▸ **Material provided**:
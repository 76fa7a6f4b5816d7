//! Registration and login.
//!
//! The auth responder answers these subjects with a status-tagged reply
//! rather than an error envelope; rejection is a domain outcome there, not
//! a transport failure. The mapping onto HTTP statuses happens here: a
//! rejected login is 401, a rejected registration is 409.

use axum::extract::State;
use axum::http::{header, HeaderValue, StatusCode};
use axum::response::{IntoResponse, Response};
use axum::routing::post;
use axum::{Json, Router};
use serde_json::json;
use shared_types::{subjects, AuthReply, LoginRequest, RegisterRequest};
use tracing::info;

use crate::error::ApiError;
use crate::routes::{call, AppState};

pub fn router() -> Router<AppState> {
    Router::new()
        .route("/auth/register", post(register))
        .route("/auth/login", post(login))
}

async fn register(
    State(state): State<AppState>,
    Json(body): Json<RegisterRequest>,
) -> Result<Response, ApiError> {
    let reply: AuthReply =
        call(&state, subjects::AUTH_REGISTER, serde_json::to_value(&body)?).await?;

    match reply {
        AuthReply::Accepted { message } => {
            info!(email = %body.email, "User registered");
            Ok((StatusCode::OK, Json(json!({ "message": message }))).into_response())
        }
        AuthReply::Rejected { message } => Err(ApiError::new(StatusCode::CONFLICT, message)),
        AuthReply::Granted { .. } => Err(ApiError::internal("unexpected registration reply")),
    }
}

async fn login(
    State(state): State<AppState>,
    Json(body): Json<LoginRequest>,
) -> Result<Response, ApiError> {
    let reply: AuthReply = call(&state, subjects::AUTH_LOGIN, serde_json::to_value(&body)?).await?;

    match reply {
        AuthReply::Granted { token } => {
            info!(email = %body.email, "Login granted");
            let cookie = HeaderValue::from_str(&format!("cookie={token}; Path=/"))
                .map_err(|e| ApiError::internal(format!("cookie encoding failed: {e}")))?;

            let mut response =
                (StatusCode::OK, Json(json!({ "token": token }))).into_response();
            response.headers_mut().insert(header::SET_COOKIE, cookie);
            Ok(response)
        }
        AuthReply::Rejected { message } => Err(ApiError::unauthorized(message)),
        AuthReply::Accepted { .. } => Err(ApiError::internal("unexpected login reply")),
    }
}
//! Correlation identifiers for request/reply matching.
//!
//! Every RPC exchange on the bus is keyed by one of these. UUID v7 keeps the
//! identifiers time-ordered, which makes logs and table scans readable while
//! preserving uniqueness across concurrent callers.

use serde::{Deserialize, Serialize};
use std::fmt;
use uuid::Uuid;

/// Unique identifier correlating a request with its asynchronous reply.
#[derive(Debug, Clone, Copy, PartialEq, Eq, Hash, Serialize, Deserialize)]
#[serde(transparent)]
pub struct CorrelationId(Uuid);

impl CorrelationId {
    /// Generate a fresh identifier (UUID v7, time-ordered).
    pub fn new() -> Self {
        Self(Uuid::now_v7())
    }

    /// Wrap an existing UUID.
    pub fn from_uuid(uuid: Uuid) -> Self {
        Self(uuid)
    }

    /// Parse from the canonical string form.
    pub fn parse(s: &str) -> Result<Self, uuid::Error> {
        Ok(Self(Uuid::parse_str(s)?))
    }

    /// Borrow the inner UUID.
    pub fn as_uuid(&self) -> &Uuid {
        &self.0
    }
}

impl Default for CorrelationId {
    fn default() -> Self {
        Self::new()
    }
}

impl fmt::Display for CorrelationId {
    fn fmt(&self, f: &mut fmt::Formatter<'_>) -> fmt::Result {
        write!(f, "{}", self.0)
    }
}

impl From<Uuid> for CorrelationId {
    fn from(uuid: Uuid) -> Self {
        Self(uuid)
    }
}

impl From<CorrelationId> for Uuid {
    fn from(id: CorrelationId) -> Self {
        id.0
    }
}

▸ **Brief**: I would like you to report every line in the listing above that contains "Serialize".

▸ **Answer box**:
use serde::{Deserialize, Serialize};
#[derive(Debug, Clone, Copy, PartialEq, Eq, Hash, Serialize, Deserialize)]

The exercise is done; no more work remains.